### WHAT YOU HAVE TO DO
Gather all lines in the entries below that include the word "loadstar".

━━━ INPUT DATA ━━━

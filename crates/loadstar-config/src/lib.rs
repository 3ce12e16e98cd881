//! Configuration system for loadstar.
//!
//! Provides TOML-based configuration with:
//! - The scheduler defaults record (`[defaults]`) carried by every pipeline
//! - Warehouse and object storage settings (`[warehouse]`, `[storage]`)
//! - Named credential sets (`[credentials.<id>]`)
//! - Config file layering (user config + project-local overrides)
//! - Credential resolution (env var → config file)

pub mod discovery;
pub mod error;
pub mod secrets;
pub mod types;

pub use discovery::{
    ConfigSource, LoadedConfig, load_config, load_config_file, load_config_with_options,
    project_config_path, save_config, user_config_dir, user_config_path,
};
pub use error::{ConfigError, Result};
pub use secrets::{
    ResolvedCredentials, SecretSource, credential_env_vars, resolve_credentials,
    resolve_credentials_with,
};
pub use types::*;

━━━

### FINISHED EXERCISE
filename crates/loadstar-config/src/lib.rs
//! Configuration system for loadstar.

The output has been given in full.